What the exercise asks
Only one stretch of the data below is needed. Output the lines from the one with "let rect = Rect::from_ltrb(20.0, 500.0, 220.0, 560.0);" up to and including the one with "assert_eq!(shrunk.origin(), Point::new(25.0, 25.0));", exactly as they stand.

++++ Data records ++++

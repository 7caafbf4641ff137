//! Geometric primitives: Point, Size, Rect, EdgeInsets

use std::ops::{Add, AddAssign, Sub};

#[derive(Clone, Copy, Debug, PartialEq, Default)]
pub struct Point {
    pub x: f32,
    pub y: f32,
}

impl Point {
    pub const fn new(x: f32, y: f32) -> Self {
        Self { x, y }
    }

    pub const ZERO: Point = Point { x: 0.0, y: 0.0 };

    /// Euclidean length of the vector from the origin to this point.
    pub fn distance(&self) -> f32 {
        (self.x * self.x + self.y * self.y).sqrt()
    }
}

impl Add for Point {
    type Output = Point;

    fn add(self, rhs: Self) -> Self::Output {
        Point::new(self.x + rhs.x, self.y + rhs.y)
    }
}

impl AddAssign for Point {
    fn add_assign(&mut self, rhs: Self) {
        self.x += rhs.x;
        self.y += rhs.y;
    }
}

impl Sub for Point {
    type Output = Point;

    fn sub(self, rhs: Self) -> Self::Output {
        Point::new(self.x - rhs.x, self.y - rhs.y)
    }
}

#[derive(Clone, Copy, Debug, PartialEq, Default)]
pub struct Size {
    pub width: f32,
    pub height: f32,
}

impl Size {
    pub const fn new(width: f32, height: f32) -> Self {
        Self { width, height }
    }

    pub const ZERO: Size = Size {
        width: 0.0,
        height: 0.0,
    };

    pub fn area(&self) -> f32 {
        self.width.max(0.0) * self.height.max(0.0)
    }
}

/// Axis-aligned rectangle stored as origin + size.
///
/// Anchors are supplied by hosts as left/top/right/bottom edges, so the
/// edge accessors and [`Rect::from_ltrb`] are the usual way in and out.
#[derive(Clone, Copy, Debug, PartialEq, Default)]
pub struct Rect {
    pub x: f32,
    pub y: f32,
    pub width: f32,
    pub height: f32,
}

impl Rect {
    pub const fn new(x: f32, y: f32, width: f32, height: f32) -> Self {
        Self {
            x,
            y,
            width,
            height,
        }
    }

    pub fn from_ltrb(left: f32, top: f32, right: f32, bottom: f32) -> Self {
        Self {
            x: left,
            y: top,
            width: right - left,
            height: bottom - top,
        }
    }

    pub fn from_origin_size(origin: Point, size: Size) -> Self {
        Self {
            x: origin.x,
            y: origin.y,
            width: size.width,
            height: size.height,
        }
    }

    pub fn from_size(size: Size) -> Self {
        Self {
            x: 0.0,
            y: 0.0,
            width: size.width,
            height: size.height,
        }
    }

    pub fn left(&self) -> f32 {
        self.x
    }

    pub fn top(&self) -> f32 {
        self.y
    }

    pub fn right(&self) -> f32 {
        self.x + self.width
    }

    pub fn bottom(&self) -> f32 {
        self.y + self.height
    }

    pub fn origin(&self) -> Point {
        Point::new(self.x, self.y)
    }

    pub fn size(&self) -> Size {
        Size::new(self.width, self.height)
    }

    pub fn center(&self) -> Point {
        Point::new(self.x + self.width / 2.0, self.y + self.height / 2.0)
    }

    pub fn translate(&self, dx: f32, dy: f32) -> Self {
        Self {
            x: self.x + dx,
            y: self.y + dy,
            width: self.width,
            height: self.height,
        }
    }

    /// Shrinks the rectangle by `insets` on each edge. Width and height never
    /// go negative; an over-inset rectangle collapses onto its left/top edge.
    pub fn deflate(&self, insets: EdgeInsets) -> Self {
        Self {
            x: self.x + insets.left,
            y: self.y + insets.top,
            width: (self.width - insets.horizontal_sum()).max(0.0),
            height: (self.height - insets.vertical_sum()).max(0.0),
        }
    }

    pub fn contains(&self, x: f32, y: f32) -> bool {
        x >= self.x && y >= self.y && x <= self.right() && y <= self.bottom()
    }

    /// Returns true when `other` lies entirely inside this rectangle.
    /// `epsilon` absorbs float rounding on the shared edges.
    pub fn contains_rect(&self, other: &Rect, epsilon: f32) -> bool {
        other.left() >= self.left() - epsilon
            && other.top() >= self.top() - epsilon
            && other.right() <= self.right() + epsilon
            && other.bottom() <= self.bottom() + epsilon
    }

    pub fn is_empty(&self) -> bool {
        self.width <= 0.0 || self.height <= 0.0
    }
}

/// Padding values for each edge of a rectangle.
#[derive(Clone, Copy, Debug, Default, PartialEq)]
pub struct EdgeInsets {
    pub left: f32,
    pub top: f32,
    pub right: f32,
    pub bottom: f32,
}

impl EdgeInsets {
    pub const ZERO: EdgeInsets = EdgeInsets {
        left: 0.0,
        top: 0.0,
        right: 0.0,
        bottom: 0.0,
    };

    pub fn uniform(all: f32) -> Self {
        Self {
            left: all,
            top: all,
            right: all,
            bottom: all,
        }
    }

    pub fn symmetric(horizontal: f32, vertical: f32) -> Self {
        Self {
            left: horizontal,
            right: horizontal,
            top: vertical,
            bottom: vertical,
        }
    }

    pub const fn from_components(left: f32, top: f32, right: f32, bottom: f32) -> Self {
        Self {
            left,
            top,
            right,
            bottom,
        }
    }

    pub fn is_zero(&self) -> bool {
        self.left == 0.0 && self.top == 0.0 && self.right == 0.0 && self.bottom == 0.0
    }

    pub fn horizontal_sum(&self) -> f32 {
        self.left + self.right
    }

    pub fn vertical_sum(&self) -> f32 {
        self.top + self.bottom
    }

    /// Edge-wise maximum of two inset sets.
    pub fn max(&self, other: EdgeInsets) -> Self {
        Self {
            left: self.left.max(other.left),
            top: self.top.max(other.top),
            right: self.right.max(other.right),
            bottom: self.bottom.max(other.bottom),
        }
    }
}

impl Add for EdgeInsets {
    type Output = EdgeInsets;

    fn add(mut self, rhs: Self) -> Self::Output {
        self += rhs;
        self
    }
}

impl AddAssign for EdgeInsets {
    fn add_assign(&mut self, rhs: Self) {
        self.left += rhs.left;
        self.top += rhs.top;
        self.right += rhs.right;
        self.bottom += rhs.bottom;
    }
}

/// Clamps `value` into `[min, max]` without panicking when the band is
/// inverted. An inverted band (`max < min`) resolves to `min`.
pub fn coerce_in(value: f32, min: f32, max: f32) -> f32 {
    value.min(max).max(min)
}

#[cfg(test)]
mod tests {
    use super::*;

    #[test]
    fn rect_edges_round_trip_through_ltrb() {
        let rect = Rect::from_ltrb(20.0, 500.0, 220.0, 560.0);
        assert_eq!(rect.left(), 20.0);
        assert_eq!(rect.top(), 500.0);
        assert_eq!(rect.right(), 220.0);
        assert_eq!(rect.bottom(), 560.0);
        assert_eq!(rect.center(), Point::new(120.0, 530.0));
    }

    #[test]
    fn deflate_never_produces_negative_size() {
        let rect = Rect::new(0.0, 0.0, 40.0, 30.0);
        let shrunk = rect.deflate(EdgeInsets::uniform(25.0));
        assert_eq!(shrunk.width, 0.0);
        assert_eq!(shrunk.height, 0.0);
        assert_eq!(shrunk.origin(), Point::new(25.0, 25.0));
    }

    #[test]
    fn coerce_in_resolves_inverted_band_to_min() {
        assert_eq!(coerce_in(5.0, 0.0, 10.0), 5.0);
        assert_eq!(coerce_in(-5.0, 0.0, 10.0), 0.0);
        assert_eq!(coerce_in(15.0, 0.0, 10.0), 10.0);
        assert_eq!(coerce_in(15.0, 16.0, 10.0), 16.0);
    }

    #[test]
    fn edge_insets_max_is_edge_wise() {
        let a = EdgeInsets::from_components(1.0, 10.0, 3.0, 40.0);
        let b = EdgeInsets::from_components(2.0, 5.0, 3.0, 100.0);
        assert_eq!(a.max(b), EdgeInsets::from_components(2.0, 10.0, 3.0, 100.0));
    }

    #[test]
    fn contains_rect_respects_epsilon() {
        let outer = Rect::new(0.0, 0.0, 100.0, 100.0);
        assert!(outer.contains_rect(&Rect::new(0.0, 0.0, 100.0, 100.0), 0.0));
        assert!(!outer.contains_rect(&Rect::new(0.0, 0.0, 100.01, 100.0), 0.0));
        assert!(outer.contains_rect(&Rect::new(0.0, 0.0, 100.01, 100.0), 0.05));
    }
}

++++
++++ Data records ++++

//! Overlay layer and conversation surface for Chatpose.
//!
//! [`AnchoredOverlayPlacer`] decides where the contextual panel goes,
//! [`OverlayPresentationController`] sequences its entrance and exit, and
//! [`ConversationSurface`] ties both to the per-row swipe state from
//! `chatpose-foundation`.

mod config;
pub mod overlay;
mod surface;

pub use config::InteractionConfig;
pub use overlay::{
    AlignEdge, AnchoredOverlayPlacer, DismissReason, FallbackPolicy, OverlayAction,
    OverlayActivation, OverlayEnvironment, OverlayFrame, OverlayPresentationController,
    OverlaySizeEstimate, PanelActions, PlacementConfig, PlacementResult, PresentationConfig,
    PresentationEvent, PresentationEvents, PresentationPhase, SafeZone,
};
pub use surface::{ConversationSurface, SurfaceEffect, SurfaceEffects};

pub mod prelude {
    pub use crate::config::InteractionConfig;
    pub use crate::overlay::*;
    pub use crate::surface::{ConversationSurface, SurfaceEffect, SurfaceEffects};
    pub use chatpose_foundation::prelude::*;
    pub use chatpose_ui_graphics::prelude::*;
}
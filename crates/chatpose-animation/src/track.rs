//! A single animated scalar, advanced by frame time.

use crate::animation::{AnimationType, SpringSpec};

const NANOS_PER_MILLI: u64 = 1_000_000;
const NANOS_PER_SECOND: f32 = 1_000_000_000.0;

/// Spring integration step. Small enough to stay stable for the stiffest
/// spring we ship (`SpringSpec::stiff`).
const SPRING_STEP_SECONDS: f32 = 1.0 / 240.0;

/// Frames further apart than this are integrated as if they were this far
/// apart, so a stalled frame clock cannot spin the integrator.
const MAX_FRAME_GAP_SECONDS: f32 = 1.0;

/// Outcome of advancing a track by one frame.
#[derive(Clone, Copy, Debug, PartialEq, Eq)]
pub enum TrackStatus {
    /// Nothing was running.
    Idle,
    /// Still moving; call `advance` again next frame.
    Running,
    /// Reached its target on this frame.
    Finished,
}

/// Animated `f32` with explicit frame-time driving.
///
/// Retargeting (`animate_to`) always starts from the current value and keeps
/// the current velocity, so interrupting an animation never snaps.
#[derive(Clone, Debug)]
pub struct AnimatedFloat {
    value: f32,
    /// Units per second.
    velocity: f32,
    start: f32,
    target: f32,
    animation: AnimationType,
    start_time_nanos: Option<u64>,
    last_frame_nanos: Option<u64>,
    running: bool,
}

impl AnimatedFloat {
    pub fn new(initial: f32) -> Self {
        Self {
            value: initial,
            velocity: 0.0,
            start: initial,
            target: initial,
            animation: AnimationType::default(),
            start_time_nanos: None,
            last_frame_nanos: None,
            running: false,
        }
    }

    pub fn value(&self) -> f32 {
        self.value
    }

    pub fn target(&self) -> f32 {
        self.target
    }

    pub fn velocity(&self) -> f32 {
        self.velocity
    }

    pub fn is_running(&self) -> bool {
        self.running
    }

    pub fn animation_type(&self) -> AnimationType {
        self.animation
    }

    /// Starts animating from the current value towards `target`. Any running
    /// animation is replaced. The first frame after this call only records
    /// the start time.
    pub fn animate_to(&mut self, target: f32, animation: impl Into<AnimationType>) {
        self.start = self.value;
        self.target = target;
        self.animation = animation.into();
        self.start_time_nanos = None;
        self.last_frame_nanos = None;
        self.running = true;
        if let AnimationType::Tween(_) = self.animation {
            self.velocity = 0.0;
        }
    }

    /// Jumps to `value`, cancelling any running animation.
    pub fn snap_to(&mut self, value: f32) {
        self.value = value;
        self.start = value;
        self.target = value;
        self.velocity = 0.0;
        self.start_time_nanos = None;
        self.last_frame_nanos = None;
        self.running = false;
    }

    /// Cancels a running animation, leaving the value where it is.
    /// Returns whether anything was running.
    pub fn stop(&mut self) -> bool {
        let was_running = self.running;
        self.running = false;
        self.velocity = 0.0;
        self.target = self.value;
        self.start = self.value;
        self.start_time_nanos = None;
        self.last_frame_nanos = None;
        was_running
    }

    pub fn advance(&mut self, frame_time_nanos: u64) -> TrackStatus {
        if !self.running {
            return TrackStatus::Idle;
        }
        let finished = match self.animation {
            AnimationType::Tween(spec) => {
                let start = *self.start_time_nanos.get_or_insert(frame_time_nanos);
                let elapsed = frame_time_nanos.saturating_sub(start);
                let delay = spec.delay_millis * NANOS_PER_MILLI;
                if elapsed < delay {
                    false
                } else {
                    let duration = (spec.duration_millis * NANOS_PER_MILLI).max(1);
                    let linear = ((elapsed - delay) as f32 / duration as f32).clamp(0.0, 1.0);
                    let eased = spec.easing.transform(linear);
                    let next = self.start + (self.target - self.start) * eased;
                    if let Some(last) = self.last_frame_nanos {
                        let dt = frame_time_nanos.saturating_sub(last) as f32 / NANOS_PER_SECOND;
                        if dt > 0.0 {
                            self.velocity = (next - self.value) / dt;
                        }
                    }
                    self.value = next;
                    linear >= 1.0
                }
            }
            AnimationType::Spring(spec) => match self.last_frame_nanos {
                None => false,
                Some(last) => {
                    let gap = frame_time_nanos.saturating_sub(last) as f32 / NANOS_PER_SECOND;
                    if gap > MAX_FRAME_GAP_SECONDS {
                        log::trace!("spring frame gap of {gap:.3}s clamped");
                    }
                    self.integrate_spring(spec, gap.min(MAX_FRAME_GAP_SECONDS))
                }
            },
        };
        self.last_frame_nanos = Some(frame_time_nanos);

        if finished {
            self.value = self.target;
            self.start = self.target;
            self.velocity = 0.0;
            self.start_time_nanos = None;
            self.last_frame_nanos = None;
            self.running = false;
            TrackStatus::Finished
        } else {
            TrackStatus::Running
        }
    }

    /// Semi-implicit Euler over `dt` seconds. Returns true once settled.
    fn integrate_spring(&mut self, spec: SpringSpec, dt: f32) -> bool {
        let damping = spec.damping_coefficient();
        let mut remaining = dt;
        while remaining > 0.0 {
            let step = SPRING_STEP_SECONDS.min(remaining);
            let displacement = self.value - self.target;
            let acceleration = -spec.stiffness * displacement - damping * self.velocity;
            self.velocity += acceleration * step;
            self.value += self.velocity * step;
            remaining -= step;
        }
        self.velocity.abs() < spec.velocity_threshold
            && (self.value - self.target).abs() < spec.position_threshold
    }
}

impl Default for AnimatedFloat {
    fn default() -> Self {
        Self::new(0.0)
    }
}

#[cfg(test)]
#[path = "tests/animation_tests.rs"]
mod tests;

++++

Reply
        let rect = Rect::from_ltrb(20.0, 500.0, 220.0, 560.0);
        assert_eq!(rect.left(), 20.0);
        assert_eq!(rect.top(), 500.0);
        assert_eq!(rect.right(), 220.0);
        assert_eq!(rect.bottom(), 560.0);
        assert_eq!(rect.center(), Point::new(120.0, 530.0));
    }

    #[test]
    fn deflate_never_produces_negative_size() {
        let rect = Rect::new(0.0, 0.0, 40.0, 30.0);
        let shrunk = rect.deflate(EdgeInsets::uniform(25.0));
        assert_eq!(shrunk.width, 0.0);
        assert_eq!(shrunk.height, 0.0);
        assert_eq!(shrunk.origin(), Point::new(25.0, 25.0));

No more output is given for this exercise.